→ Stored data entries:
#####
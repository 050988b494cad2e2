//! revcache: content-addressed cache for AI code review results.
//!
//! Entry point and error handling boundary. Uses `anyhow` for
//! ergonomic error propagation and user-facing messages.

mod cli;

use revcache::cache;
use revcache::config;
use revcache::constants;
use revcache::env;

use std::process::ExitCode;
use std::time::Duration;

use anyhow::{Context, Result, bail};
use clap::Parser;
use colored::Colorize;
use tracing_subscriber::EnvFilter;

use cache::{CacheEngine, ReviewCache};
use cli::args::{BatchGetArgs, Cli, Command, GetArgs, OutputFormat, SetArgs, StatsArgs};
use config::{CacheConfig, Config};
use env::Env;

/// Exit code for a cache miss on `get`.
const EXIT_MISS: u8 = 2;

#[tokio::main]
async fn main() -> ExitCode {
    init_logging();

    match run().await {
        Ok(code) => code,
        Err(err) => {
            eprintln!("Error: {err:#}");
            ExitCode::FAILURE
        }
    }
}

fn init_logging() {
    let filter = EnvFilter::try_from_env(constants::ENV_LOG).unwrap_or_else(|_| EnvFilter::new("warn"));
    tracing_subscriber::fmt()
        .with_env_filter(filter)
        .with_writer(std::io::stderr)
        .with_target(false)
        .init();
}

async fn run() -> Result<ExitCode> {
    let cli = Cli::parse();

    if let Command::Version = cli.command {
        run_version();
        return Ok(ExitCode::SUCCESS);
    }

    let cwd = std::env::current_dir().ok();
    let mut config = Config::load(cwd.as_deref(), &Env::real())
        .context("failed to load configuration")?
        .cache;
    cli.apply_overrides(&mut config);

    let engine = CacheEngine::open(&config).await;
    let code = match cli.command {
        Command::Get(args) => run_get(&engine, args).await?,
        Command::Set(args) => run_set(&engine, args).await?,
        Command::BatchGet(args) => run_batch_get(&engine, args).await?,
        Command::Stats(args) => run_stats(&engine, &config, args).await?,
        Command::Path => run_path(&engine, &config)?,
        Command::Clear => run_clear(&engine).await?,
        Command::Sweep => run_sweep(&engine).await?,
        Command::Version => unreachable!("handled above"),
    };
    engine.stop().await;
    Ok(code)
}

/// Print detailed version and build information.
fn run_version() {
    println!("{} {}", constants::APP_NAME.bold(), constants::VERSION.green().bold());
    println!("{}     {}", "target:".dimmed(), constants::TARGET);
}

/// The enabled cache, or an error explaining why there is none.
fn require_cache(engine: &CacheEngine) -> Result<&ReviewCache> {
    match engine.cache() {
        Some(cache) => Ok(cache),
        None => bail!("caching is disabled (see warnings above, --no-cache, or {})", constants::ENV_DISABLED),
    }
}

/// Print the cached review for some content.
async fn run_get(engine: &CacheEngine, args: GetArgs) -> Result<ExitCode> {
    let content = cli::read_input(&args.input)
        .with_context(|| format!("failed to read {}", args.input.display()))?;

    let Some(cache) = engine.cache() else {
        eprintln!("Caching is disabled.");
        return Ok(ExitCode::from(EXIT_MISS));
    };

    match cache.get(&content).await.context("cache lookup failed")? {
        Some(entry) if args.json => {
            println!("{}", serde_json::to_string_pretty(&entry)?);
            Ok(ExitCode::SUCCESS)
        }
        Some(entry) => {
            println!("{}", entry.value);
            Ok(ExitCode::SUCCESS)
        }
        None => {
            eprintln!("No cached review for {}.", cache.fingerprint(&content));
            Ok(ExitCode::from(EXIT_MISS))
        }
    }
}

/// Cache a review result for some content.
async fn run_set(engine: &CacheEngine, args: SetArgs) -> Result<ExitCode> {
    let cache = require_cache(engine)?;
    let content = cli::read_input(&args.input)
        .with_context(|| format!("failed to read {}", args.input.display()))?;

    let value = match (args.value, args.value_file) {
        (Some(value), _) => value,
        (None, Some(path)) => tokio::fs::read_to_string(&path)
            .await
            .with_context(|| format!("failed to read {}", path.display()))?,
        (None, None) => bail!("one of --value or --value-file is required"),
    };

    let expiry = (!args.no_expiry).then(|| Duration::from_secs(args.ttl_secs));
    cache
        .set(&content, value, expiry)
        .await
        .context("failed to cache review")?;

    println!(
        "  {} cached {}",
        "✔".green().bold(),
        cache.fingerprint(&content).to_string().dimmed(),
    );
    Ok(ExitCode::SUCCESS)
}

/// Look up several content files at once.
async fn run_batch_get(engine: &CacheEngine, args: BatchGetArgs) -> Result<ExitCode> {
    let mut contents = Vec::with_capacity(args.inputs.len());
    for path in &args.inputs {
        let content = cli::read_input(path).with_context(|| format!("failed to read {}", path.display()))?;
        contents.push(content);
    }

    let hits = engine.get_many(contents.iter().map(Vec::as_slice)).await;
    for (path, content) in args.inputs.iter().zip(&contents) {
        match hits.get(content.as_slice()) {
            Some(_) => println!("  {} {}", "hit ".green().bold(), path.display()),
            None => println!("  {} {}", "miss".yellow().bold(), path.display()),
        }
    }
    println!("{} of {} cached.", hits.len(), args.inputs.len());
    Ok(ExitCode::SUCCESS)
}

/// Show cache statistics.
async fn run_stats(engine: &CacheEngine, config: &CacheConfig, args: StatsArgs) -> Result<ExitCode> {
    let stats = engine.stats().await.context("failed to read cache stats")?;
    let memory = engine.cache().map(ReviewCache::memory_len).unwrap_or(0);

    match args.format {
        OutputFormat::Json => {
            let json = serde_json::json!({
                "enabled": engine.is_enabled(),
                "entries": stats.entries,
                "total_bytes": stats.total_bytes,
                "max_total_bytes": config.max_total_bytes,
                "memory_entries": memory,
            });
            println!("{}", serde_json::to_string_pretty(&json)?);
        }
        OutputFormat::Text => {
            println!("Cache entries: {}", stats.entries);
            println!("Cache size:    {}", stats.human_size());
            println!(
                "Budget:        {}",
                cache::CacheStats { entries: 0, total_bytes: config.max_total_bytes }.human_size()
            );
        }
    }
    Ok(ExitCode::SUCCESS)
}

/// Print the cache directory path.
fn run_path(engine: &CacheEngine, config: &CacheConfig) -> Result<ExitCode> {
    match engine.path() {
        Some(p) => println!("{}", p.display()),
        None => {
            let root = config
                .resolved_root()
                .context("cache directory could not be determined")?;
            println!("{}", root.display());
        }
    }
    Ok(ExitCode::SUCCESS)
}

/// Remove all cached entries.
async fn run_clear(engine: &CacheEngine) -> Result<ExitCode> {
    let stats = engine.clear().await.context("failed to clear cache")?;
    println!(
        "Cleared {} cached entry/entries ({}).",
        stats.entries,
        stats.human_size(),
    );
    Ok(ExitCode::SUCCESS)
}

/// Run an eviction sweep now.
async fn run_sweep(engine: &CacheEngine) -> Result<ExitCode> {
    let cache = require_cache(engine)?;
    let report = cache.sweep_now().await.context("cache sweep failed")?;
    println!(
        "Removed {} entry/entries: {} expired, {} idle, {} over budget ({} freed).",
        report.removed(),
        report.expired,
        report.idle,
        report.evicted_for_size,
        cache::CacheStats { entries: 0, total_bytes: report.bytes_freed }.human_size(),
    );
    Ok(ExitCode::SUCCESS)
}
#####
→ Goal of the exercise: Give only the number of lines in the entries above that hold the string "bold".

→ Result: 4